(ENTRIES SHOWN begins)
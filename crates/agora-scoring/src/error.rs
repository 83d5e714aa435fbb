use std::path::PathBuf;
use thiserror::Error;

pub type Result<T> = std::result::Result<T, ScoringError>;

#[derive(Debug, Error)]
pub enum ScoringError {
    #[error("output artifact missing: {0}")]
    ArtifactMissing(PathBuf),

    #[error("csv error reading {path}: {source}")]
    Csv {
        path: PathBuf,
        #[source]
        source: csv::Error,
    },

    #[error("io error: {0}")]
    Io(#[from] std::io::Error),
}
(ENTRIES SHOWN ends)
TASK: The records above must be repeated exactly, every one of them.

RESPONSE:
filename crates/agora-scoring/src/error.rs
repository 83d5e714aa435fbb
use std::path::PathBuf;
use thiserror::Error;

pub type Result<T> = std::result::Result<T, ScoringError>;

#[derive(Debug, Error)]
pub enum ScoringError {
    #[error("output artifact missing: {0}")]
    ArtifactMissing(PathBuf),

    #[error("csv error reading {path}: {source}")]
    Csv {
        path: PathBuf,
        #[source]
        source: csv::Error,
    },

    #[error("io error: {0}")]
    Io(#[from] std::io::Error),
}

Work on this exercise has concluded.